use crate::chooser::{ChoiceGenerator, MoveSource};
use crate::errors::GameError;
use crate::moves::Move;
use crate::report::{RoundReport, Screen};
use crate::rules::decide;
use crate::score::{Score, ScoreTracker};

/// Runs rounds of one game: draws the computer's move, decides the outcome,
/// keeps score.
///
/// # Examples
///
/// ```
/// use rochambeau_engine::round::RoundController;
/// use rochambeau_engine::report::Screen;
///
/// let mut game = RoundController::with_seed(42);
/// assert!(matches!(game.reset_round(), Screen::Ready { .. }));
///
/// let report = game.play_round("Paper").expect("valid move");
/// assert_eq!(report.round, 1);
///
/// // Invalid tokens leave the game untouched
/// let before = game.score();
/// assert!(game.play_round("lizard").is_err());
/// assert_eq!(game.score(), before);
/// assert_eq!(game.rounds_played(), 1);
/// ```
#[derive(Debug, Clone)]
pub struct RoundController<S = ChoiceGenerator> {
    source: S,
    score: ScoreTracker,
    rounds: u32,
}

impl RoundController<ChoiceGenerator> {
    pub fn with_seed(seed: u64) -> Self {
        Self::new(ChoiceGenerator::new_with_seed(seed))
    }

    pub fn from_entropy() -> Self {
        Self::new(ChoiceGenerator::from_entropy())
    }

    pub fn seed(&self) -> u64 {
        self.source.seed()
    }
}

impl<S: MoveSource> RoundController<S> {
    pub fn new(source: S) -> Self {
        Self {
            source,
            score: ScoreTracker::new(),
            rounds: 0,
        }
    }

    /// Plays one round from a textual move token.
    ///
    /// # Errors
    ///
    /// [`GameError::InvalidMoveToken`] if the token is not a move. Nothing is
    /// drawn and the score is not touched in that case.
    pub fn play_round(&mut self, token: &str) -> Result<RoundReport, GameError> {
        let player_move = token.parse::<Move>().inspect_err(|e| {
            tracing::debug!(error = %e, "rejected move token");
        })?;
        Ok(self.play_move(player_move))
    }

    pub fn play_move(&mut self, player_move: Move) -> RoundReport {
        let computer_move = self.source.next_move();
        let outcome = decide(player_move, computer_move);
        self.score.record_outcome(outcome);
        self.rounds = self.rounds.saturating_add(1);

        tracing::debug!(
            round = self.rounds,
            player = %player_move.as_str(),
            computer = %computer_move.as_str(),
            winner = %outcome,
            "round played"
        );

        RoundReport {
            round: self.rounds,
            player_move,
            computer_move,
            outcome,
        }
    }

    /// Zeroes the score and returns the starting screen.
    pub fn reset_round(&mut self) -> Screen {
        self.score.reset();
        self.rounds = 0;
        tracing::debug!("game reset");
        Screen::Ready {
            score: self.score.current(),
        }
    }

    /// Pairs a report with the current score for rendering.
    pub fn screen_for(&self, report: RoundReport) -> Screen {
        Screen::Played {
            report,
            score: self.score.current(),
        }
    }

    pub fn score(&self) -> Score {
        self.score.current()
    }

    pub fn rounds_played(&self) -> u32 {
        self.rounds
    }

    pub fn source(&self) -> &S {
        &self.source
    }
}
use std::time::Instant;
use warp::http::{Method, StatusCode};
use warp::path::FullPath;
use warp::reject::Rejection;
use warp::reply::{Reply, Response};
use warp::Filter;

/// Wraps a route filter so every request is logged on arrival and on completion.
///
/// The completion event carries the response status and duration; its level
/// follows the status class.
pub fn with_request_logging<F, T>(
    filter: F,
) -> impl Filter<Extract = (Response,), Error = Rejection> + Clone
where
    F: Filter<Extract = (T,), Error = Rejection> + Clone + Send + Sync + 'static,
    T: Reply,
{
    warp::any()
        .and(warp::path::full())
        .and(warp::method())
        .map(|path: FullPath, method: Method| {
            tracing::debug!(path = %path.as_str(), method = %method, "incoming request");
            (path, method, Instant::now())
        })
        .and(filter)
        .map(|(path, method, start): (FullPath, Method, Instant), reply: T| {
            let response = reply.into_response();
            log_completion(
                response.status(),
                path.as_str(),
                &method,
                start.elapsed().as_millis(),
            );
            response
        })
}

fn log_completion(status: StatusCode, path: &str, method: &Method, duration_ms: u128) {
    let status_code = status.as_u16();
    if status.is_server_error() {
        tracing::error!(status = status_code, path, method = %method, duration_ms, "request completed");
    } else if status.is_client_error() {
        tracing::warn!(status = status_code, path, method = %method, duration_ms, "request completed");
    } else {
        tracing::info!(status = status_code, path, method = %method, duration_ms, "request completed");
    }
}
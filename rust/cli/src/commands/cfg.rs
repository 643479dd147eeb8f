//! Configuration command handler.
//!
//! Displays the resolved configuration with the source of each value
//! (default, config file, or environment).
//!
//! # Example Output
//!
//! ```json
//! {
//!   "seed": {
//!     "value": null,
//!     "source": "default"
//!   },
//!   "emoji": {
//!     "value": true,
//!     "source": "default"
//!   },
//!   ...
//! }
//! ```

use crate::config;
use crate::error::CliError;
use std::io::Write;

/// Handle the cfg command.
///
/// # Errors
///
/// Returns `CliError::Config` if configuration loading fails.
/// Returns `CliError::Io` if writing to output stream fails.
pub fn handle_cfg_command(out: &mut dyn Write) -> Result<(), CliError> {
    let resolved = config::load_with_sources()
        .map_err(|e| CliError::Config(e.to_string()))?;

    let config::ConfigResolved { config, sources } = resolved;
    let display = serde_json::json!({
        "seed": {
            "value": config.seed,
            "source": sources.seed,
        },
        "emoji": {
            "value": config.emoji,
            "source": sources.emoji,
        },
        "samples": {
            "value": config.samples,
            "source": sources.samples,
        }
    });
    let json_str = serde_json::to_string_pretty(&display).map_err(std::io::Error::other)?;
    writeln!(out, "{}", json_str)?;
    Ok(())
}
═══
- **What to produce**: Reproduce every single entry above exactly.

- **Completed exercise**:
use crate::chooser::{ChoiceGenerator, MoveSource};
use crate::errors::GameError;
use crate::moves::Move;
use crate::report::{RoundReport, Screen};
use crate::rules::decide;
use crate::score::{Score, ScoreTracker};

/// Runs rounds of one game: draws the computer's move, decides the outcome,
/// keeps score.
///
/// # Examples
///
/// ```
/// use rochambeau_engine::round::RoundController;
/// use rochambeau_engine::report::Screen;
///
/// let mut game = RoundController::with_seed(42);
/// assert!(matches!(game.reset_round(), Screen::Ready { .. }));
///
/// let report = game.play_round("Paper").expect("valid move");
/// assert_eq!(report.round, 1);
///
/// // Invalid tokens leave the game untouched
/// let before = game.score();
/// assert!(game.play_round("lizard").is_err());
/// assert_eq!(game.score(), before);
/// assert_eq!(game.rounds_played(), 1);
/// ```
#[derive(Debug, Clone)]
pub struct RoundController<S = ChoiceGenerator> {
    source: S,
    score: ScoreTracker,
    rounds: u32,
}

impl RoundController<ChoiceGenerator> {
    pub fn with_seed(seed: u64) -> Self {
        Self::new(ChoiceGenerator::new_with_seed(seed))
    }

    pub fn from_entropy() -> Self {
        Self::new(ChoiceGenerator::from_entropy())
    }

    pub fn seed(&self) -> u64 {
        self.source.seed()
    }
}

impl<S: MoveSource> RoundController<S> {
    pub fn new(source: S) -> Self {
        Self {
            source,
            score: ScoreTracker::new(),
            rounds: 0,
        }
    }

    /// Plays one round from a textual move token.
    ///
    /// # Errors
    ///
    /// [`GameError::InvalidMoveToken`] if the token is not a move. Nothing is
    /// drawn and the score is not touched in that case.
    pub fn play_round(&mut self, token: &str) -> Result<RoundReport, GameError> {
        let player_move = token.parse::<Move>().inspect_err(|e| {
            tracing::debug!(error = %e, "rejected move token");
        })?;
        Ok(self.play_move(player_move))
    }

    pub fn play_move(&mut self, player_move: Move) -> RoundReport {
        let computer_move = self.source.next_move();
        let outcome = decide(player_move, computer_move);
        self.score.record_outcome(outcome);
        self.rounds = self.rounds.saturating_add(1);

        tracing::debug!(
            round = self.rounds,
            player = %player_move.as_str(),
            computer = %computer_move.as_str(),
            winner = %outcome,
            "round played"
        );

        RoundReport {
            round: self.rounds,
            player_move,
            computer_move,
            outcome,
        }
    }

    /// Zeroes the score and returns the starting screen.
    pub fn reset_round(&mut self) -> Screen {
        self.score.reset();
        self.rounds = 0;
        tracing::debug!("game reset");
        Screen::Ready {
            score: self.score.current(),
        }
    }

    /// Pairs a report with the current score for rendering.
    pub fn screen_for(&self, report: RoundReport) -> Screen {
        Screen::Played {
            report,
            score: self.score.current(),
        }
    }

    pub fn score(&self) -> Score {
        self.score.current()
    }

    pub fn rounds_played(&self) -> u32 {
        self.rounds
    }

    pub fn source(&self) -> &S {
        &self.source
    }
}
use std::time::Instant;
use warp::http::{Method, StatusCode};
use warp::path::FullPath;
use warp::reject::Rejection;
use warp::reply::{Reply, Response};
use warp::Filter;

/// Wraps a route filter so every request is logged on arrival and on completion.
///
/// The completion event carries the response status and duration; its level
/// follows the status class.
pub fn with_request_logging<F, T>(
    filter: F,
) -> impl Filter<Extract = (Response,), Error = Rejection> + Clone
where
    F: Filter<Extract = (T,), Error = Rejection> + Clone + Send + Sync + 'static,
    T: Reply,
{
    warp::any()
        .and(warp::path::full())
        .and(warp::method())
        .map(|path: FullPath, method: Method| {
            tracing::debug!(path = %path.as_str(), method = %method, "incoming request");
            (path, method, Instant::now())
        })
        .and(filter)
        .map(|(path, method, start): (FullPath, Method, Instant), reply: T| {
            let response = reply.into_response();
            log_completion(
                response.status(),
                path.as_str(),
                &method,
                start.elapsed().as_millis(),
            );
            response
        })
}

fn log_completion(status: StatusCode, path: &str, method: &Method, duration_ms: u128) {
    let status_code = status.as_u16();
    if status.is_server_error() {
        tracing::error!(status = status_code, path, method = %method, duration_ms, "request completed");
    } else if status.is_client_error() {
        tracing::warn!(status = status_code, path, method = %method, duration_ms, "request completed");
    } else {
        tracing::info!(status = status_code, path, method = %method, duration_ms, "request completed");
    }
}
filename rust/cli/src/commands/cfg.rs
repository 643479dd147eeb8f
//! Configuration command handler.
//!
//! Displays the resolved configuration with the source of each value
//! (default, config file, or environment).
//!
//! # Example Output
//!
//! ```json
//! {
//!   "seed": {
//!     "value": null,
//!     "source": "default"
//!   },
//!   "emoji": {
//!     "value": true,
//!     "source": "default"
//!   },
//!   ...
//! }
//! ```

use crate::config;
use crate::error::CliError;
use std::io::Write;

/// Handle the cfg command.
///
/// # Errors
///
/// Returns `CliError::Config` if configuration loading fails.
/// Returns `CliError::Io` if writing to output stream fails.
pub fn handle_cfg_command(out: &mut dyn Write) -> Result<(), CliError> {
    let resolved = config::load_with_sources()
        .map_err(|e| CliError::Config(e.to_string()))?;

    let config::ConfigResolved { config, sources } = resolved;
    let display = serde_json::json!({
        "seed": {
            "value": config.seed,
            "source": sources.seed,
        },
        "emoji": {
            "value": config.emoji,
            "source": sources.emoji,
        },
        "samples": {
            "value": config.samples,
            "source": sources.samples,
        }
    });
    let json_str = serde_json::to_string_pretty(&display).map_err(std::io::Error::other)?;
    writeln!(out, "{}", json_str)?;
    Ok(())
}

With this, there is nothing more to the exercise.